BUDAPEST, Hungary – Large populations, geographic disparities and legacy infrastructure problems can derail national health IT projects. Estonia suffers from none of these factors.

The Baltic state implemented a national EHR in 2009 at a cost equivalent to €7.50 (roughly $10 USD) per citizen.

Madis Tiik, CEO of the Estonian E-Health Foundation, who managed the project, described the short path to a fully integrated EHR network currently used by 47 pecent of the country’s residents.

Launched in 2009, the EHR is built on Estonia’s X-Roads network, Tiik told attendees of eHealth Week 2011. X-Roads is a secure gateway service architecture that hosts 3,000 e-services available to Estonian citizens. In January 2010, the eHealth Foundation launched a companion health insurance system for claims, reimbursement and prescription management.

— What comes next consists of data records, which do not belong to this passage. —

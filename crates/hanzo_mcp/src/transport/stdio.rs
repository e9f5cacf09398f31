//! Stdio transport: newline-delimited JSON-RPC over stdin/stdout.
//!
//! The reader task decodes frames and fans `tools/call` requests out to
//! per-request workers; everything else (initialize, list, ping, cancel,
//! shutdown) is cheap and handled inline so it stays responsive while
//! workers queue. The writer task owns stdout and drains the serialized
//! queue, so concurrent workers never interleave frames. Malformed lines
//! answer with a protocol error when an id is recoverable and are logged
//! and dropped otherwise.

use super::OutboundSender;
use crate::dispatch::Dispatcher;
use crate::protocol::{methods, JsonRpcRequest};
use anyhow::{Context, Result};
use tokio::io::{AsyncBufReadExt, AsyncWriteExt, BufReader};
use tokio_util::sync::CancellationToken;
use tracing::{debug, info, warn};

/// Serve until stdin closes or shutdown triggers.
pub async fn run(dispatcher: Dispatcher, shutdown: CancellationToken) -> Result<()> {
    let (out, mut out_rx) = OutboundSender::channel();

    let writer = tokio::spawn(async move {
        let mut stdout = tokio::io::stdout();
        while let Some(response) = out_rx.recv().await {
            let frame = match serde_json::to_string(&response) {
                Ok(frame) => frame,
                Err(err) => {
                    warn!(%err, "unserializable response dropped");
                    continue;
                }
            };
            debug!(bytes = frame.len(), "writing frame");
            if stdout.write_all(frame.as_bytes()).await.is_err()
                || stdout.write_all(b"\n").await.is_err()
                || stdout.flush().await.is_err()
            {
                warn!("stdout closed; writer stopping");
                break;
            }
        }
    });

    let mut lines = BufReader::new(tokio::io::stdin()).lines();
    info!("stdio transport ready");

    loop {
        let line = tokio::select! {
            line = lines.next_line() => line.context("failed to read from stdin")?,
            _ = shutdown.cancelled() => {
                info!("shutdown during read; stopping transport");
                break;
            }
        };
        let Some(line) = line else {
            info!("stdin closed; stopping transport");
            break;
        };
        if line.trim().is_empty() {
            continue;
        }

        match serde_json::from_str::<JsonRpcRequest>(&line) {
            Ok(request) if request.method == methods::TOOLS_CALL => {
                // tool calls get their own worker; the semaphore inside the
                // dispatcher bounds how many actually run
                let dispatcher = dispatcher.clone();
                let out = out.clone();
                tokio::spawn(async move {
                    if let Some(response) = dispatcher.dispatch(request).await {
                        out.send(response).await;
                    }
                });
            }
            Ok(request) => {
                if let Some(response) = dispatcher.dispatch(request).await {
                    if !out.send(response).await {
                        break;
                    }
                }
            }
            Err(_) => {
                // let the dispatcher decide between error reply and drop
                if let Some(response) = dispatcher.handle_raw(&line).await {
                    if !out.send(response).await {
                        break;
                    }
                }
            }
        }
    }

    drop(out);
    let _ = writer.await;
    Ok(())
}
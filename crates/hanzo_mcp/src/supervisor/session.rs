//! Process session state: one record per spawned child.
//!
//! Output capture keeps three views in step: the combined ring (hot tail),
//! per-stream spill files (full history, append-only), and a chunk index
//! recording the arrival-order interleave so any historical offset of the
//! combined stream can be reconstructed from the spills.

use super::ring::OutputRing;
use crate::error::{ToolError, ToolResult};
use chrono::{DateTime, Utc};
use serde::Serialize;
use std::io::{Read, Seek, SeekFrom};
use std::path::PathBuf;

/// Session lifecycle.
#[derive(Debug, Clone, Copy, PartialEq, Eq)]
pub enum SessionState {
    Running,
    Backgrounded,
    Exited,
    Killed,
}

impl SessionState {
    pub fn is_live(self) -> bool {
        matches!(self, Self::Running | Self::Backgrounded)
    }

    pub fn as_str(self) -> &'static str {
        match self {
            Self::Running => "running",
            Self::Backgrounded => "backgrounded",
            Self::Exited => "exited",
            Self::Killed => "killed",
        }
    }
}

/// Which child stream a chunk arrived on.
#[derive(Debug, Clone, Copy, PartialEq, Eq)]
pub enum StreamKind {
    Stdout,
    Stderr,
}

impl StreamKind {
    pub fn spill_name(self) -> &'static str {
        match self {
            Self::Stdout => "stdout.log",
            Self::Stderr => "stderr.log",
        }
    }
}

/// One arrival-order entry in the chunk index. `offset` is the position of
/// the chunk within its stream's spill file.
#[derive(Debug, Clone, Copy)]
struct ChunkRecord {
    stream: StreamKind,
    offset: u64,
    len: u64,
}

/// Listing row for `process_list`.
#[derive(Debug, Clone, Serialize)]
pub struct SessionSnapshot {
    pub session_id: String,
    pub state: String,
    pub command: String,
    pub working_directory: String,
    pub created_at: DateTime<Utc>,
    pub last_activity_at: DateTime<Utc>,
    #[serde(skip_serializing_if = "Option::is_none")]
    pub exit_status: Option<i32>,
    pub bytes_captured: u64,
    pub preview: String,
}

/// The server's handle on one spawned child.
#[derive(Debug)]
pub struct ProcessSession {
    pub session_id: String,
    pub command_line: Vec<String>,
    pub working_directory: PathBuf,
    pub environment: Vec<(String, String)>,
    pub state: SessionState,
    pub exit_status: Option<i32>,
    pub pid: Option<u32>,
    pub created_at: DateTime<Utc>,
    pub last_activity_at: DateTime<Utc>,
    /// Set once any explicit signal is delivered; the monitor then records
    /// the final state as `Killed` instead of `Exited`.
    pub signalled: bool,

    ring: OutputRing,
    chunks: Vec<ChunkRecord>,
    stream_written: [u64; 2],
    total_bytes: u64,
    spill_dir: PathBuf,
}

impl ProcessSession {
    pub fn new(
        session_id: String,
        command_line: Vec<String>,
        working_directory: PathBuf,
        environment: Vec<(String, String)>,
        spill_dir: PathBuf,
        ring_bytes: usize,
    ) -> Self {
        let now = Utc::now();
        Self {
            session_id,
            command_line,
            working_directory,
            environment,
            state: SessionState::Running,
            exit_status: None,
            pid: None,
            created_at: now,
            last_activity_at: now,
            signalled: false,
            ring: OutputRing::new(ring_bytes),
            chunks: Vec::new(),
            stream_written: [0, 0],
            total_bytes: 0,
            spill_dir,
        }
    }

    pub fn spill_dir(&self) -> &PathBuf {
        &self.spill_dir
    }

    /// Total bytes of combined output captured so far.
    pub fn total_bytes(&self) -> u64 {
        self.total_bytes
    }

    /// Record a chunk that the collector has already appended to the spill.
    pub fn record_chunk(&mut self, stream: StreamKind, bytes: &[u8]) {
        let idx = stream as usize;
        let offset = self.stream_written[idx];
        self.stream_written[idx] += bytes.len() as u64;
        self.total_bytes += bytes.len() as u64;
        self.ring.push(bytes);
        self.last_activity_at = Utc::now();

        // consecutive same-stream chunks coalesce: spill offsets are contiguous
        if let Some(last) = self.chunks.last_mut() {
            if last.stream == stream && last.offset + last.len == offset {
                last.len += bytes.len() as u64;
                return;
            }
        }
        self.chunks.push(ChunkRecord {
            stream,
            offset,
            len: bytes.len() as u64,
        });
    }

    pub fn mark_exited(&mut self, exit_status: i32) {
        self.state = if self.signalled {
            SessionState::Killed
        } else {
            SessionState::Exited
        };
        self.exit_status = Some(exit_status);
        self.last_activity_at = Utc::now();
    }

    /// Read up to `max` bytes of the combined stream starting at `from`.
    ///
    /// Serves from the ring when the offset is still hot; otherwise
    /// reconstructs the interleave from the spill files via the chunk
    /// index. Reading never consumes the buffer.
    pub fn read_combined(&self, from: u64, max: usize) -> ToolResult<Vec<u8>> {
        if from >= self.total_bytes {
            return Ok(Vec::new());
        }
        if let Some(bytes) = self.ring.read_from(from, max) {
            return Ok(bytes);
        }
        self.read_from_spill(from, max)
    }

    fn read_from_spill(&self, from: u64, max: usize) -> ToolResult<Vec<u8>> {
        let mut out = Vec::with_capacity(max.min(64 * 1024));
        let mut combined = 0u64;

        for chunk in &self.chunks {
            let chunk_end = combined + chunk.len;
            if chunk_end <= from {
                combined = chunk_end;
                continue;
            }

            let skip = from.saturating_sub(combined);
            let want = ((chunk.len - skip) as usize).min(max - out.len());
            let path = self.spill_dir.join(chunk.stream.spill_name());

            let mut file = std::fs::File::open(&path).map_err(|e| {
                ToolError::ExecutionFailed(format!(
                    "cannot open spill {}: {}",
                    path.display(),
                    e
                ))
            })?;
            file.seek(SeekFrom::Start(chunk.offset + skip))
                .map_err(ToolError::from)?;
            let mut buf = vec![0u8; want];
            file.read_exact(&mut buf).map_err(|e| {
                ToolError::ExecutionFailed(format!("short spill read {}: {}", path.display(), e))
            })?;
            out.extend_from_slice(&buf);

            if out.len() >= max {
                break;
            }
            combined = chunk_end;
        }

        Ok(out)
    }

    pub fn snapshot(&self) -> SessionSnapshot {
        SessionSnapshot {
            session_id: self.session_id.clone(),
            state: self.state.as_str().to_string(),
            command: self.command_line.join(" "),
            working_directory: self.working_directory.display().to_string(),
            created_at: self.created_at,
            last_activity_at: self.last_activity_at,
            exit_status: self.exit_status,
            bytes_captured: self.total_bytes,
            preview: String::from_utf8_lossy(&self.ring.tail(160)).into_owned(),
        }
    }
}

#[cfg(test)]
mod tests {
    use super::*;
    use tempfile::TempDir;

    fn write_spill(dir: &std::path::Path, stream: StreamKind, bytes: &[u8]) {
        use std::io::Write;
        let mut f = std::fs::OpenOptions::new()
            .create(true)
            .append(true)
            .open(dir.join(stream.spill_name()))
            .unwrap();
        f.write_all(bytes).unwrap();
    }

    fn session(spill: &TempDir, ring_bytes: usize) -> ProcessSession {
        ProcessSession::new(
            "proc_test".into(),
            vec!["echo".into(), "hi".into()],
            PathBuf::from("/tmp"),
            Vec::new(),
            spill.path().to_path_buf(),
            ring_bytes,
        )
    }

    #[test]
    fn combined_read_preserves_arrival_order() {
        let spill = TempDir::new().unwrap();
        let mut s = session(&spill, 1024);

        write_spill(spill.path(), StreamKind::Stdout, b"out1 ");
        s.record_chunk(StreamKind::Stdout, b"out1 ");
        write_spill(spill.path(), StreamKind::Stderr, b"err1 ");
        s.record_chunk(StreamKind::Stderr, b"err1 ");
        write_spill(spill.path(), StreamKind::Stdout, b"out2");
        s.record_chunk(StreamKind::Stdout, b"out2");

        assert_eq!(s.read_combined(0, 1024).unwrap(), b"out1 err1 out2");
        assert_eq!(s.read_combined(5, 1024).unwrap(), b"err1 out2");
    }

    #[test]
    fn evicted_offsets_fall_back_to_spill() {
        let spill = TempDir::new().unwrap();
        let mut s = session(&spill, 4); // tiny ring, everything evicts

        write_spill(spill.path(), StreamKind::Stdout, b"abcdef");
        s.record_chunk(StreamKind::Stdout, b"abcdef");
        write_spill(spill.path(), StreamKind::Stderr, b"XY");
        s.record_chunk(StreamKind::Stderr, b"XY");

        // ring only holds the tail; offset 0 must come from the spill
        assert_eq!(s.read_combined(0, 1024).unwrap(), b"abcdefXY");
        assert_eq!(s.read_combined(4, 1024).unwrap(), b"efXY");
    }

    #[test]
    fn consecutive_same_stream_chunks_coalesce() {
        let spill = TempDir::new().unwrap();
        let mut s = session(&spill, 1024);

        s.record_chunk(StreamKind::Stdout, b"aa");
        s.record_chunk(StreamKind::Stdout, b"bb");
        s.record_chunk(StreamKind::Stderr, b"cc");
        assert_eq!(s.chunks.len(), 2);
        assert_eq!(s.chunks[0].len, 4);
    }

    #[test]
    fn read_past_end_is_empty() {
        let spill = TempDir::new().unwrap();
        let mut s = session(&spill, 1024);
        s.record_chunk(StreamKind::Stdout, b"abc");
        assert!(s.read_combined(3, 16).unwrap().is_empty());
        assert!(s.read_combined(99, 16).unwrap().is_empty());
    }

    #[test]
    fn signalled_sessions_record_killed_state() {
        let spill = TempDir::new().unwrap();
        let mut s = session(&spill, 1024);
        s.signalled = true;
        s.mark_exited(137);
        assert_eq!(s.state, SessionState::Killed);
        assert_eq!(s.exit_status, Some(137));

        let mut t = session(&spill, 1024);
        t.mark_exited(0);
        assert_eq!(t.state, SessionState::Exited);
    }
}
//! Process control tools: list sessions, fetch logs, signal, remove.
//!
//! These are thin shells over the supervisor; log fetches are idempotent
//! and continue behind byte-offset cursors.

use super::{ToolContext, ToolHandler, ToolOutput};
use crate::cursor::{CursorKind, CursorSeed};
use crate::error::{ToolError, ToolResult};
use crate::registry::{ToolClass, ToolDescriptor, ToolManifest};
use crate::schema::{opt_str_arg, opt_u64_arg, str_arg, ParamField, ParamKind, ParamSchema};
use crate::supervisor::SignalKind;
use async_trait::async_trait;
use serde_json::{json, Map, Value};
use std::sync::Arc;

pub fn manifest() -> ToolManifest {
    ToolManifest {
        package: "process",
        tools: vec![
            (
                ToolDescriptor {
                    name: "process_list",
                    description: "List process sessions with state and recent output",
                    schema: ParamSchema::new().field(
                        ParamField::optional("state", ParamKind::String, "Filter by state")
                            .one_of(&["running", "backgrounded", "exited", "killed"]),
                    ),
                    class: ToolClass::Process,
                },
                Arc::new(ProcessListTool),
            ),
            (
                ToolDescriptor {
                    name: "process_logs",
                    description: "Read captured output of a session from an offset",
                    schema: ParamSchema::new()
                        .field(ParamField::required(
                            "session_id",
                            ParamKind::String,
                            "Session to read",
                        ))
                        .field(ParamField::optional(
                            "from_offset",
                            ParamKind::Integer,
                            "Byte offset into the combined output stream",
                        )),
                    class: ToolClass::Process,
                },
                Arc::new(ProcessLogsTool),
            ),
            (
                ToolDescriptor {
                    name: "process_signal",
                    description: "Deliver a signal to a live session",
                    schema: ParamSchema::new()
                        .field(ParamField::required(
                            "session_id",
                            ParamKind::String,
                            "Session to signal",
                        ))
                        .field(
                            ParamField::required("signal", ParamKind::String, "Signal to deliver")
                                .one_of(&["terminate", "kill", "interrupt"]),
                        ),
                    class: ToolClass::Process,
                },
                Arc::new(ProcessSignalTool),
            ),
            (
                ToolDescriptor {
                    name: "process_remove",
                    description: "Drop a finished session and its cursors from the index",
                    schema: ParamSchema::new().field(ParamField::required(
                        "session_id",
                        ParamKind::String,
                        "Session to remove",
                    )),
                    class: ToolClass::Process,
                },
                Arc::new(ProcessRemoveTool),
            ),
        ],
    }
}

pub struct ProcessListTool;

#[async_trait]
impl ToolHandler for ProcessListTool {
    async fn execute(
        &self,
        ctx: &ToolContext,
        args: Map<String, Value>,
    ) -> ToolResult<ToolOutput> {
        let filter = opt_str_arg(&args, "state").map(str::to_string);

        let items: Vec<Value> = ctx
            .supervisor
            .list()
            .into_iter()
            .filter(|snapshot| {
                filter
                    .as_deref()
                    .map(|f| snapshot.state == f)
                    .unwrap_or(true)
            })
            .map(|snapshot| serde_json::to_value(snapshot).unwrap_or(Value::Null))
            .collect();

        let skip = (ctx.resume_offset() as usize).min(items.len());
        Ok(ToolOutput::List {
            items: items[skip..].to_vec(),
            seed: CursorSeed::new(CursorKind::PaginatedList, "process_list", skip as u64),
            complete: true,
        })
    }
}

pub struct ProcessLogsTool;

#[async_trait]
impl ToolHandler for ProcessLogsTool {
    async fn execute(
        &self,
        ctx: &ToolContext,
        args: Map<String, Value>,
    ) -> ToolResult<ToolOutput> {
        let session_id = str_arg(&args, "session_id")?;
        let from = match &ctx.resume {
            Some(resume) => resume.offset,
            None => opt_u64_arg(&args, "from_offset")?.unwrap_or(0),
        };

        let slice = ctx.supervisor.read_logs(session_id, from)?;
        let (text, _served) = super::shell::sanitize_log_bytes(&slice.bytes);

        Ok(ToolOutput::Blob {
            text,
            seed: Some(CursorSeed::new(
                CursorKind::StreamedLog,
                session_id.to_string(),
                slice.from,
            )),
            total_bytes: slice.total,
            live: slice.state.is_live(),
        })
    }
}

pub struct ProcessSignalTool;

#[async_trait]
impl ToolHandler for ProcessSignalTool {
    async fn execute(
        &self,
        ctx: &ToolContext,
        args: Map<String, Value>,
    ) -> ToolResult<ToolOutput> {
        let session_id = str_arg(&args, "session_id")?;
        let signal_name = str_arg(&args, "signal")?;
        let signal = SignalKind::parse(signal_name).ok_or_else(|| {
            ToolError::InvalidArguments(format!("unknown signal `{}`", signal_name))
        })?;

        let state = ctx.supervisor.signal(session_id, signal)?;
        Ok(ToolOutput::json(json!({
            "session_id": session_id,
            "signal": signal_name,
            "state": state.as_str(),
        })))
    }
}

pub struct ProcessRemoveTool;

#[async_trait]
impl ToolHandler for ProcessRemoveTool {
    async fn execute(
        &self,
        ctx: &ToolContext,
        args: Map<String, Value>,
    ) -> ToolResult<ToolOutput> {
        let session_id = str_arg(&args, "session_id")?;
        ctx.supervisor.remove(session_id)?;
        // outstanding log cursors die with the session
        ctx.cursors.invalidate_source(session_id);

        Ok(ToolOutput::json(json!({
            "session_id": session_id,
            "removed": true,
        })))
    }
}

“In many countries, I have seen that the task is to integrate the healthcare system,” said Tiik. “There is also the concept of the personal health record. In Estonia, we decided that all this functionality will be in our national EHR.”

All end-users of Estonia’s EHR system can access their full personal health records. There’s nothing a physician can see that a patient cannot. And with nearly half the country’s residents using the system within two years of its launch, the project appears viable for the long term.